Only the lines from the top of the data through the one with "pub const DEFAULT_LOG_LEVEL: &str" are to be written out, each exactly as it stands.
======== DATA IN THIS EXERCISE
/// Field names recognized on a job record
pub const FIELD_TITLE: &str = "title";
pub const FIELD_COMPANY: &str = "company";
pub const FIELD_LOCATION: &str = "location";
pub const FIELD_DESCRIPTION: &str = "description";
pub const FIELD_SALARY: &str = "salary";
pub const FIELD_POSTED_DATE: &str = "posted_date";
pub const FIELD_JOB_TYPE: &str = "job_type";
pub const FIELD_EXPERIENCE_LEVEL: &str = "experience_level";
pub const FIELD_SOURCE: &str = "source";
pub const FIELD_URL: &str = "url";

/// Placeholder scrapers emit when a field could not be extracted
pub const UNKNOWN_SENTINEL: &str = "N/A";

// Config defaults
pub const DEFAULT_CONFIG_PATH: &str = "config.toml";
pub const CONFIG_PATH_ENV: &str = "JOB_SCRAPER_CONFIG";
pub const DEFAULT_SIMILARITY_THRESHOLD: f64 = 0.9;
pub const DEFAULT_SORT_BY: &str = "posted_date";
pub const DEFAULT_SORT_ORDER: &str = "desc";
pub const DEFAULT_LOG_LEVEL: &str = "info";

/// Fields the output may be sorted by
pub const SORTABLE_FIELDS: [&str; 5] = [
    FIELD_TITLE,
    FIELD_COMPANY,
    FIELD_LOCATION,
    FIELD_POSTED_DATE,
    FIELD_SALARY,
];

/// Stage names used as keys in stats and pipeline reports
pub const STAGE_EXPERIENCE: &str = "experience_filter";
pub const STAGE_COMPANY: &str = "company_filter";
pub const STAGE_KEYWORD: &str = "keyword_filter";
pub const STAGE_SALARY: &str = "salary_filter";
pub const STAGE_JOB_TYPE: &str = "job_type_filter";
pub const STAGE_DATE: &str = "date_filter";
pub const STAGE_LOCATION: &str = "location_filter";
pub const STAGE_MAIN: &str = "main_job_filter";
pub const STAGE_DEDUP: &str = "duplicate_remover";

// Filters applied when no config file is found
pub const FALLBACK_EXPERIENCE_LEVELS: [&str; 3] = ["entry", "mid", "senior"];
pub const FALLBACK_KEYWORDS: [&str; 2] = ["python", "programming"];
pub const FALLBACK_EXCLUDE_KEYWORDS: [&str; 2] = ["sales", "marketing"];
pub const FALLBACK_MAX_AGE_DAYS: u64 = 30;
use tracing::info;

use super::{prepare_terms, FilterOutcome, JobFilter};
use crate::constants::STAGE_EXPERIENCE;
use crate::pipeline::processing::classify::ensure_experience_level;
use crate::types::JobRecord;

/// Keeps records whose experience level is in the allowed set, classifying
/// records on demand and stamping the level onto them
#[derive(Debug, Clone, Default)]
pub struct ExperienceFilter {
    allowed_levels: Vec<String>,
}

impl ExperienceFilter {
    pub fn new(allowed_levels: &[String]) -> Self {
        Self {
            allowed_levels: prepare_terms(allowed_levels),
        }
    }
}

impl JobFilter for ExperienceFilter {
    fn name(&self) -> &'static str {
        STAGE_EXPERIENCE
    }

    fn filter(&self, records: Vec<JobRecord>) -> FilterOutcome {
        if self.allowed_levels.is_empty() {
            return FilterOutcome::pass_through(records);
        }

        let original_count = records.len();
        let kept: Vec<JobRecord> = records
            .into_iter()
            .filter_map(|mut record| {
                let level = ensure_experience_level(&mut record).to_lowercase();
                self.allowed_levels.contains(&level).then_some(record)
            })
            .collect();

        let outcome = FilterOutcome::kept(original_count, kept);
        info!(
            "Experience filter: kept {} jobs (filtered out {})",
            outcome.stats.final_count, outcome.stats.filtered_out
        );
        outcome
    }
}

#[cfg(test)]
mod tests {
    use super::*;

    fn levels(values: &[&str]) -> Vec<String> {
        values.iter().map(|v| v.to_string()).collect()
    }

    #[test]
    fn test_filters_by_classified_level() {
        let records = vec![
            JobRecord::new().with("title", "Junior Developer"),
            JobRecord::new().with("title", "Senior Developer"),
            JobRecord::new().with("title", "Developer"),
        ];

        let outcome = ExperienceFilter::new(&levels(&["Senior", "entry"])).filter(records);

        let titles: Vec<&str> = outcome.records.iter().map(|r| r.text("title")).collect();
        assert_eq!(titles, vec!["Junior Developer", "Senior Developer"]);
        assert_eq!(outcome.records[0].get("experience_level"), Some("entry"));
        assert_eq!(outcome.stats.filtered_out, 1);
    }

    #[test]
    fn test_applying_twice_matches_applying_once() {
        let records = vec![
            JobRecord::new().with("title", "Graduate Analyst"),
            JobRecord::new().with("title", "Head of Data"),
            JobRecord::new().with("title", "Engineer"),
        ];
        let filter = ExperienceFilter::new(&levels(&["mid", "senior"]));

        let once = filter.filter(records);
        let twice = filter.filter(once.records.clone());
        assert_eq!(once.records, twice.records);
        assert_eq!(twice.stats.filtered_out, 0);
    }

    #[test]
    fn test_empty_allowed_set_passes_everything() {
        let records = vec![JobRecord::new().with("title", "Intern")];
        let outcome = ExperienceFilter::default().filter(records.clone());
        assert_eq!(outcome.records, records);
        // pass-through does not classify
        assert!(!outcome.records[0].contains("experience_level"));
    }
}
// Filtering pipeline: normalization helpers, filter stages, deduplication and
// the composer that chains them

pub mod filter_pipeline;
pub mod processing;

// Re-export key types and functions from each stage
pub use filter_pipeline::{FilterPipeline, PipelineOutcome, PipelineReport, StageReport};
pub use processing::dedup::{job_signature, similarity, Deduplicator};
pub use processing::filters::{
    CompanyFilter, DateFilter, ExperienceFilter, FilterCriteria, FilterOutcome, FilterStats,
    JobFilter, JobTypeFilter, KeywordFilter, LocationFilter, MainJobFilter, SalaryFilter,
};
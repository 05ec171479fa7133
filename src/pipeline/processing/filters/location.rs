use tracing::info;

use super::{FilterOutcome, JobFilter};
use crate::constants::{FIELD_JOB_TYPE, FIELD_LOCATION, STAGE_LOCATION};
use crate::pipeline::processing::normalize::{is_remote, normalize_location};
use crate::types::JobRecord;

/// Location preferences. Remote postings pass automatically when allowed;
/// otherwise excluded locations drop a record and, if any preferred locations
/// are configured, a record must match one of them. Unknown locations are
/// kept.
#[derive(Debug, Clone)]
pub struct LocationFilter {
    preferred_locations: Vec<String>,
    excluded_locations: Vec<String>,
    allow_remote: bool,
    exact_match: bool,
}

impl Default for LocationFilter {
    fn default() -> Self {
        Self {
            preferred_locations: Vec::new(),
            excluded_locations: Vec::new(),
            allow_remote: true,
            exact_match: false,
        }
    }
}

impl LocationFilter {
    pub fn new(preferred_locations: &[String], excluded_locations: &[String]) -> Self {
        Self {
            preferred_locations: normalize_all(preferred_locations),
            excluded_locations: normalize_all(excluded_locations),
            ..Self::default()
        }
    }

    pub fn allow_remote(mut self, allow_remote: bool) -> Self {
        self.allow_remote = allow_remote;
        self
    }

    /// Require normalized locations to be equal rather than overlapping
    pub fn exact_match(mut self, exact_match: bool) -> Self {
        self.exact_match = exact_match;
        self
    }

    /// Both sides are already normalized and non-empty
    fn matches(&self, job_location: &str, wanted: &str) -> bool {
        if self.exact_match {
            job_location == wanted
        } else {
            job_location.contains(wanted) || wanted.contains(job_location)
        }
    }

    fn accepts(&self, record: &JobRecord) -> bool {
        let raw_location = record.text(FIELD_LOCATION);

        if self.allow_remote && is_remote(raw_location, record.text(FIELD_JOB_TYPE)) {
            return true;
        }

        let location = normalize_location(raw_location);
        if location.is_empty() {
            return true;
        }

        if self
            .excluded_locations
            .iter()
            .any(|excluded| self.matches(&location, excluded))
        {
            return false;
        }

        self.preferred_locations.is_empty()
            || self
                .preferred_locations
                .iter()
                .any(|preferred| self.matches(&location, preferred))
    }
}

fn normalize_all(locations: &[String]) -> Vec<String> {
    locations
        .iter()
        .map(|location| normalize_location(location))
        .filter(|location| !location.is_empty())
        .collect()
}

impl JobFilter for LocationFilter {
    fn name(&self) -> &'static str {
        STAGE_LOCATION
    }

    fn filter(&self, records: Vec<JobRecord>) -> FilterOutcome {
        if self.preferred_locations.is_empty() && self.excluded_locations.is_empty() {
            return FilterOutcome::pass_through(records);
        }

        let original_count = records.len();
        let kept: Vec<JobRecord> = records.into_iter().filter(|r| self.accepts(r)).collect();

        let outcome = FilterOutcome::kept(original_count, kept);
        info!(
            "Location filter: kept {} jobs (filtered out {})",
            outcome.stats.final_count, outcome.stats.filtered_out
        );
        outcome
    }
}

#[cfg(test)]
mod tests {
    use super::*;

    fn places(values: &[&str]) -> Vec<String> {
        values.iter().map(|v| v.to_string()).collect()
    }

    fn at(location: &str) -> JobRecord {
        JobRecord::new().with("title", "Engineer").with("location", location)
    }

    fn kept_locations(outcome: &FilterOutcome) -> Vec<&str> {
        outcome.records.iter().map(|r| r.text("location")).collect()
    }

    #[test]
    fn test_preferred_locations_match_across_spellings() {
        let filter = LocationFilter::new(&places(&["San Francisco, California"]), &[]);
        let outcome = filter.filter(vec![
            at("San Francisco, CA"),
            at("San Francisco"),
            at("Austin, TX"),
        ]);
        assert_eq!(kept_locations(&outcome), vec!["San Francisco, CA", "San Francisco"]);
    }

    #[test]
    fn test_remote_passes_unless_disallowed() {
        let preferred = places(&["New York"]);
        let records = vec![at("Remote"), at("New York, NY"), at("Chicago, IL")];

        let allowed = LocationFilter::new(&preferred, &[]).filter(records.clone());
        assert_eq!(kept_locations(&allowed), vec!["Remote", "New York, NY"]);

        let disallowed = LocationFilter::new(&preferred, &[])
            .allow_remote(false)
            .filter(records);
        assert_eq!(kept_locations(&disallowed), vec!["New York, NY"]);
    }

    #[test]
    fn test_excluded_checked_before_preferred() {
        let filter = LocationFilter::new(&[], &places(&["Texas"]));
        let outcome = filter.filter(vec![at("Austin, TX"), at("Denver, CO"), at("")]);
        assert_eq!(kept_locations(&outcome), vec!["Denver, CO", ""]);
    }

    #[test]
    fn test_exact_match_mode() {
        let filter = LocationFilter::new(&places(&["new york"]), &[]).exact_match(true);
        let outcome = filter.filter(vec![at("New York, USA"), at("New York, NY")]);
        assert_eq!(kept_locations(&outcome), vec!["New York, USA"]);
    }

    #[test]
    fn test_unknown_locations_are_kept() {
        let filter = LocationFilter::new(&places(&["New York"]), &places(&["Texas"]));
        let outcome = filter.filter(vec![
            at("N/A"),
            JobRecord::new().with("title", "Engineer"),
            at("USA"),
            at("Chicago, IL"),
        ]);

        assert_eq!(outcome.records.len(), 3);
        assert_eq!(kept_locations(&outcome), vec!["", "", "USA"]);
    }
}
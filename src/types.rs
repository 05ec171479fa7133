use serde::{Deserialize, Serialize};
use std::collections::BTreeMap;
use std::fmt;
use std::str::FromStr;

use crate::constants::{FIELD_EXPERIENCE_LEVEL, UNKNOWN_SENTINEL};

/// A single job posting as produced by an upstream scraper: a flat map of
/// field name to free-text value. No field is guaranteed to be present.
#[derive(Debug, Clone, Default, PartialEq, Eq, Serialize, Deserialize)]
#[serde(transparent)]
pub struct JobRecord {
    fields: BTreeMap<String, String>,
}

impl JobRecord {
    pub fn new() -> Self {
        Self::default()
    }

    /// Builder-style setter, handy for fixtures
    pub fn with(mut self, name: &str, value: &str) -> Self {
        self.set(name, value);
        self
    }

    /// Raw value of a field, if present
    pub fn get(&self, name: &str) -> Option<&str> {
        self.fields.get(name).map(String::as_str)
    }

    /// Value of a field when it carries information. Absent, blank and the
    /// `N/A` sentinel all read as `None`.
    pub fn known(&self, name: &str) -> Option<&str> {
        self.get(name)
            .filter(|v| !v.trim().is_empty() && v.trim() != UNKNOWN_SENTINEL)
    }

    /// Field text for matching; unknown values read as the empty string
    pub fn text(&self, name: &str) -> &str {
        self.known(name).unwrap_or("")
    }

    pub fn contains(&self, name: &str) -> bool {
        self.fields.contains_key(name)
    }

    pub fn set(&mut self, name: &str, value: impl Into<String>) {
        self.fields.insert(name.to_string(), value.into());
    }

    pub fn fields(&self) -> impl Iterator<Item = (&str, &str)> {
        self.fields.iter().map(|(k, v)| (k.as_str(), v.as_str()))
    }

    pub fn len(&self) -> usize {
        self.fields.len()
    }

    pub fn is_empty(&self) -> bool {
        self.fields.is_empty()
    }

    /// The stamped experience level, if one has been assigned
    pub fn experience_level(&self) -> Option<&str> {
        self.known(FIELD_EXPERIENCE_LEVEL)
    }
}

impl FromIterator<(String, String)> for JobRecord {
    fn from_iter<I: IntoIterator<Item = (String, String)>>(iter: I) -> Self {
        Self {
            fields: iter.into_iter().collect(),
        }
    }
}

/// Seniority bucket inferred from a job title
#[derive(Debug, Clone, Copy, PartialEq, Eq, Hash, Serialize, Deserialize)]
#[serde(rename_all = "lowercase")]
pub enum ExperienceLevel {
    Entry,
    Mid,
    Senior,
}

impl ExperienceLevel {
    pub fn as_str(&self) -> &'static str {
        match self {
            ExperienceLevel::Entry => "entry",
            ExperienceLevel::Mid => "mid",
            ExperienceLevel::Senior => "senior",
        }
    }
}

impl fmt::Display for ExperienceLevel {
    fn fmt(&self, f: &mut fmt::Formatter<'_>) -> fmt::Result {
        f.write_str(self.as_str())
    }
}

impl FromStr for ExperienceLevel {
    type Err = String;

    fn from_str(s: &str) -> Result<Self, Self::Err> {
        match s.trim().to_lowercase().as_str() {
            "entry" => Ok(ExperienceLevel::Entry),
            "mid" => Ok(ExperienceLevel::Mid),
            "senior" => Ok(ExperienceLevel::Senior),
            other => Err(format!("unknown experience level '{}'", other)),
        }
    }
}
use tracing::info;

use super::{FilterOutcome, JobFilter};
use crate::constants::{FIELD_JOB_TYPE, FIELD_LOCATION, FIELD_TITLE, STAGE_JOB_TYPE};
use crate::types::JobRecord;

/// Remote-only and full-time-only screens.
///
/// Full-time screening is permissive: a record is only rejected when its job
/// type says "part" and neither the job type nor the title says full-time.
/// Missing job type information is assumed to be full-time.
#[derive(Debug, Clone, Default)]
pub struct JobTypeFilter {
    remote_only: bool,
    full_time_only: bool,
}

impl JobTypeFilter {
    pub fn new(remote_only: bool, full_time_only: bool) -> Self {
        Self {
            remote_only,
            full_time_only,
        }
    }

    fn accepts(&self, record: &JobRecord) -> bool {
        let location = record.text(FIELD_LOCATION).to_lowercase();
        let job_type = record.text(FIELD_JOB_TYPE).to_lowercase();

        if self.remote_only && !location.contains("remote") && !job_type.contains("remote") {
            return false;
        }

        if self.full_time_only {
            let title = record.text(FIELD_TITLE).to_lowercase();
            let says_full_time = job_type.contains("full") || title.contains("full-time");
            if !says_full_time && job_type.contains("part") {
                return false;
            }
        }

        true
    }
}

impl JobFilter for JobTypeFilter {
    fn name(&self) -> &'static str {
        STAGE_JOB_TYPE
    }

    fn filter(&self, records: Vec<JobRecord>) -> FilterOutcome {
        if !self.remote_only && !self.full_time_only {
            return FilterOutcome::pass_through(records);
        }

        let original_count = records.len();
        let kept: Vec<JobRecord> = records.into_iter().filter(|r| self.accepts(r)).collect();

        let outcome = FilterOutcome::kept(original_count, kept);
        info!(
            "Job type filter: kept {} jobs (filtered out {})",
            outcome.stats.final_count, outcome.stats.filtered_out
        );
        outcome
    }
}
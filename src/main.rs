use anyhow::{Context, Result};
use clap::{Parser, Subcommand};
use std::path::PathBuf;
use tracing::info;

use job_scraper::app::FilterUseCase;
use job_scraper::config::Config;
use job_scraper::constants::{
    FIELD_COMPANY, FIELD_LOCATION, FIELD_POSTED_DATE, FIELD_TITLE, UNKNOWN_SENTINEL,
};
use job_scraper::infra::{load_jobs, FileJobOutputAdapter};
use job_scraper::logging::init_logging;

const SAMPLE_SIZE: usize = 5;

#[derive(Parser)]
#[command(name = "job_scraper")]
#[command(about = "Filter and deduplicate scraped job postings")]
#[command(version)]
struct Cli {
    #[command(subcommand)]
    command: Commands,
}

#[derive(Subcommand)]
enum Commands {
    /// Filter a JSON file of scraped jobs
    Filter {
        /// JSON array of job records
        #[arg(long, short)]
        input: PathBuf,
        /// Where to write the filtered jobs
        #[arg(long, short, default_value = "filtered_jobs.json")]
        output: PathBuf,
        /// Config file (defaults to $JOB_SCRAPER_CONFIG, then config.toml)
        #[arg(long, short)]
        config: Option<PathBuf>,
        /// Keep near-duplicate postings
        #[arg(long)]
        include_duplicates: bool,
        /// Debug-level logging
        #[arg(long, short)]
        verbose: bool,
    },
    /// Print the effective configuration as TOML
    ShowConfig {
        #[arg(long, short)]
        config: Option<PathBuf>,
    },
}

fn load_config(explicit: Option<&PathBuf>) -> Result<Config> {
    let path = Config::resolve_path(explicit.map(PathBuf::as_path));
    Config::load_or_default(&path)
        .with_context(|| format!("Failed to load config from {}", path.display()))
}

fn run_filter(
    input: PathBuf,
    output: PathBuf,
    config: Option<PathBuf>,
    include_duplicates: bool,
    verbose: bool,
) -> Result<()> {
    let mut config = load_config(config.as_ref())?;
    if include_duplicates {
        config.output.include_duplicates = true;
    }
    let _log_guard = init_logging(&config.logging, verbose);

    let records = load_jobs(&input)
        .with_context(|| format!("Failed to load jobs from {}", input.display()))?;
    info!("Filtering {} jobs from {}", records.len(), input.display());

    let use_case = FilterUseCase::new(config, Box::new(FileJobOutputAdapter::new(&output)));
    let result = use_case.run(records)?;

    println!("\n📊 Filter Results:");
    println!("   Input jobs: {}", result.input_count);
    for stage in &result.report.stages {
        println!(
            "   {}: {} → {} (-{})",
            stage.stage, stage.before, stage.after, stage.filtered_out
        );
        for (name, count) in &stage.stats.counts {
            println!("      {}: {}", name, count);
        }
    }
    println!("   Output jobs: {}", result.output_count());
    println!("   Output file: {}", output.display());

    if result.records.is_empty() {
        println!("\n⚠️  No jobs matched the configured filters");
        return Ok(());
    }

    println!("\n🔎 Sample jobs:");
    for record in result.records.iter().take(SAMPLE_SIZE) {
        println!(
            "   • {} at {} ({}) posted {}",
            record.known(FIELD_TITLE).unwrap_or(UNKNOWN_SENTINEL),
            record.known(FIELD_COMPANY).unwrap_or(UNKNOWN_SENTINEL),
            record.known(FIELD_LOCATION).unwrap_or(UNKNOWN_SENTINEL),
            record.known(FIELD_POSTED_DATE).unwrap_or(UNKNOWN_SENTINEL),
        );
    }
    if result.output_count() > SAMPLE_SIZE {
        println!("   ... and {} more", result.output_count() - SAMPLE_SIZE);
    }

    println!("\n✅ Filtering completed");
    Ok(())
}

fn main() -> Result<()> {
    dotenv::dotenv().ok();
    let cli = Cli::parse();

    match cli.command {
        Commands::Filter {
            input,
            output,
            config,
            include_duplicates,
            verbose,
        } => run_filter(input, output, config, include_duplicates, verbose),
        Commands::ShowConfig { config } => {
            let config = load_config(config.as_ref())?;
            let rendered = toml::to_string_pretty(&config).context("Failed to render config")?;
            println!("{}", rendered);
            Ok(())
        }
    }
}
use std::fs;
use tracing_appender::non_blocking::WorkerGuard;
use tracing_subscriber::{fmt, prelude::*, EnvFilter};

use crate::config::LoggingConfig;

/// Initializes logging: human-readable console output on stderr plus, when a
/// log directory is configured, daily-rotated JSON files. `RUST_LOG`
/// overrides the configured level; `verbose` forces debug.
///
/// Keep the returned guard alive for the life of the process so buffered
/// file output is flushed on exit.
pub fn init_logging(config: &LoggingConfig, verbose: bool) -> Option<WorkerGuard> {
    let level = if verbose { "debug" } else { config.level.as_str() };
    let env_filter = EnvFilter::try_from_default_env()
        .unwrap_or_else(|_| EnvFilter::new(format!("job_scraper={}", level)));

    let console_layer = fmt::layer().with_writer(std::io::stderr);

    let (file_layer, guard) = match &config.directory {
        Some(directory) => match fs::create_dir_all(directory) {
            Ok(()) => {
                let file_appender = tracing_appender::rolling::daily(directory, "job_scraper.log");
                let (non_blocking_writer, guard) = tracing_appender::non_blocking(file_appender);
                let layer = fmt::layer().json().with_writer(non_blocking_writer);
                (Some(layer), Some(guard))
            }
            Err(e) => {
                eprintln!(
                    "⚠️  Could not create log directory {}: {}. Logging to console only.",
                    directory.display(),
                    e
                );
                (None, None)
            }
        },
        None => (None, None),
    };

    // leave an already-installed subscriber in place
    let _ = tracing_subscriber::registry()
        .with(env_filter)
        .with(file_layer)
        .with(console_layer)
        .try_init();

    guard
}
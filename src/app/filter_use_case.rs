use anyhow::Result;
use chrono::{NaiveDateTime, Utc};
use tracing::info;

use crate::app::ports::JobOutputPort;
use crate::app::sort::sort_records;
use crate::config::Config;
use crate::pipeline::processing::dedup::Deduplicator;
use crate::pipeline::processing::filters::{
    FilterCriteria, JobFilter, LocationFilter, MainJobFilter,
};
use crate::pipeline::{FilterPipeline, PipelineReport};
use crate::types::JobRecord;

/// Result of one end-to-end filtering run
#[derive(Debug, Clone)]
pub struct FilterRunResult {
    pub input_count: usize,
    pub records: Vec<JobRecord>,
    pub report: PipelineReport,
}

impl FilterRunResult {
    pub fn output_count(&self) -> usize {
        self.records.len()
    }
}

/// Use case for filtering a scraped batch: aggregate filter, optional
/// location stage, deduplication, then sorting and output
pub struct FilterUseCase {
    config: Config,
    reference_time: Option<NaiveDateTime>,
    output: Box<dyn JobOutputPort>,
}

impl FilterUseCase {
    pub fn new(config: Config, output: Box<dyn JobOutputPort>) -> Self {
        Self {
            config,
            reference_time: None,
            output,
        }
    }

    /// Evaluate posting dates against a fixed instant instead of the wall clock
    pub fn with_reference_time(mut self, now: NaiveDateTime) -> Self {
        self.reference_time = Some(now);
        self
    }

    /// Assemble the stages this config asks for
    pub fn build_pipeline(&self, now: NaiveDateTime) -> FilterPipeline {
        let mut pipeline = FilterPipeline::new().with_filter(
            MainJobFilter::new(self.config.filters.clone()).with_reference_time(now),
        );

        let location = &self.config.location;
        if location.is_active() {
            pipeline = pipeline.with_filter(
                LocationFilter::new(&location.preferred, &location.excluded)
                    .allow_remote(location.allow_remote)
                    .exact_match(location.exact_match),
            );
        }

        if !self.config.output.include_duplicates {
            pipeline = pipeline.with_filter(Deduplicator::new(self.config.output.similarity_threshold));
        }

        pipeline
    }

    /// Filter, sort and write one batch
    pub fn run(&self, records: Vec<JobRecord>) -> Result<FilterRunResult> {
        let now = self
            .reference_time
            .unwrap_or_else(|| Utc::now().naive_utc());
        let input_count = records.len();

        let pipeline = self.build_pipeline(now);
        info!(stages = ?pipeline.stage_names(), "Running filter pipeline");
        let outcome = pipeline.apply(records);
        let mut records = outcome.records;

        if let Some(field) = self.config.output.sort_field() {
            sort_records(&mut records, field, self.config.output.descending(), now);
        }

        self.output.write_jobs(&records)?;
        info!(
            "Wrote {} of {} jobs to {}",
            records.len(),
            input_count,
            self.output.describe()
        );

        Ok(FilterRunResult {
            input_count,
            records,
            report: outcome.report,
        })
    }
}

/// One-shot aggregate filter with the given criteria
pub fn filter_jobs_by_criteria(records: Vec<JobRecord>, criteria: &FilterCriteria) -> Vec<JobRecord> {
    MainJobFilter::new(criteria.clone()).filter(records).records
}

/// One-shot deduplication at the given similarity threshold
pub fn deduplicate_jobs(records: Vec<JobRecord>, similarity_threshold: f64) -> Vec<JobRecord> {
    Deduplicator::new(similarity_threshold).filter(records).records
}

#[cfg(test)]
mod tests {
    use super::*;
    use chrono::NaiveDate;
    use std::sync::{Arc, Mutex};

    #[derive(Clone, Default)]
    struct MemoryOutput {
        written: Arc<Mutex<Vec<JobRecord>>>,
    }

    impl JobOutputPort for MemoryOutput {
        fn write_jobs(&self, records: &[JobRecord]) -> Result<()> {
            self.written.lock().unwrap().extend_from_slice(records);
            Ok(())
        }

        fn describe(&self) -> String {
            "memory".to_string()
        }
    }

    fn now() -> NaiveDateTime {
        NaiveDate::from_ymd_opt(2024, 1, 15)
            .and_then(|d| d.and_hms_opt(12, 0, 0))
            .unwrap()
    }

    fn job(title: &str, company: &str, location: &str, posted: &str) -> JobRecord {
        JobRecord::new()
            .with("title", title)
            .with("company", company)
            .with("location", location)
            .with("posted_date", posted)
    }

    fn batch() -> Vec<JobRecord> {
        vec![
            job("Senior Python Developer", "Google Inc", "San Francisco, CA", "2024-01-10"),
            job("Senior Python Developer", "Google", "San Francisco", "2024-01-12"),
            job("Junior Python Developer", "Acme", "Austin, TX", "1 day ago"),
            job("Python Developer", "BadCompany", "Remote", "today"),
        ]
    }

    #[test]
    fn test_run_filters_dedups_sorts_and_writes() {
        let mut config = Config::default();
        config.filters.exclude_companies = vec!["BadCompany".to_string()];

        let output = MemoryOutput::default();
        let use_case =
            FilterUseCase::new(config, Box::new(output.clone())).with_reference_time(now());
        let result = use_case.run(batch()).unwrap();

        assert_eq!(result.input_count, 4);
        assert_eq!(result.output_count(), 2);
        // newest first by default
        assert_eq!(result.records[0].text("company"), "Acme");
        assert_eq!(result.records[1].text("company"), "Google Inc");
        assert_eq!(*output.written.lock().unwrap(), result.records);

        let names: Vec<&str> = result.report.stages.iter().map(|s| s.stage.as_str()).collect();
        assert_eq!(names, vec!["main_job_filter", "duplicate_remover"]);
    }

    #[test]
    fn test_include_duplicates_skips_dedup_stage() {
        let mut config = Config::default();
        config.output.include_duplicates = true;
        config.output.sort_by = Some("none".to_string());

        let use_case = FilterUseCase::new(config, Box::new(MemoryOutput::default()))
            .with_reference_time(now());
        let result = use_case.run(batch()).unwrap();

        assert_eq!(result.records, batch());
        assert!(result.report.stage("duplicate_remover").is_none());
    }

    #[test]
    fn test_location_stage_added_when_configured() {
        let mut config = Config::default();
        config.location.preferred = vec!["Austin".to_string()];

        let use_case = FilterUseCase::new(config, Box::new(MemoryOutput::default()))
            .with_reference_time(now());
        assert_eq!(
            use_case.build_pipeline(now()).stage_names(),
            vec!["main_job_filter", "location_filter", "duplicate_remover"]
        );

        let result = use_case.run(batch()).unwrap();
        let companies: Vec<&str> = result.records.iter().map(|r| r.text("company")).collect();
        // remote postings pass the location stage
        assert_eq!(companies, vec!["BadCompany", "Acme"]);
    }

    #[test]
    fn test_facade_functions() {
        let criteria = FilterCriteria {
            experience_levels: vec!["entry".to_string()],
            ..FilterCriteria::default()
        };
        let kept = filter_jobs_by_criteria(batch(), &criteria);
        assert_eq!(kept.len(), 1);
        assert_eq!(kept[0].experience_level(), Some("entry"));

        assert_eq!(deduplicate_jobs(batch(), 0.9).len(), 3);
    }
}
================
YOUR RESPONSE
/// Field names recognized on a job record
pub const FIELD_TITLE: &str = "title";
pub const FIELD_COMPANY: &str = "company";
pub const FIELD_LOCATION: &str = "location";
pub const FIELD_DESCRIPTION: &str = "description";
pub const FIELD_SALARY: &str = "salary";
pub const FIELD_POSTED_DATE: &str = "posted_date";
pub const FIELD_JOB_TYPE: &str = "job_type";
pub const FIELD_EXPERIENCE_LEVEL: &str = "experience_level";
pub const FIELD_SOURCE: &str = "source";
pub const FIELD_URL: &str = "url";

/// Placeholder scrapers emit when a field could not be extracted
pub const UNKNOWN_SENTINEL: &str = "N/A";

// Config defaults
pub const DEFAULT_CONFIG_PATH: &str = "config.toml";
pub const CONFIG_PATH_ENV: &str = "JOB_SCRAPER_CONFIG";
pub const DEFAULT_SIMILARITY_THRESHOLD: f64 = 0.9;
pub const DEFAULT_SORT_BY: &str = "posted_date";
pub const DEFAULT_SORT_ORDER: &str = "desc";
pub const DEFAULT_LOG_LEVEL: &str = "info";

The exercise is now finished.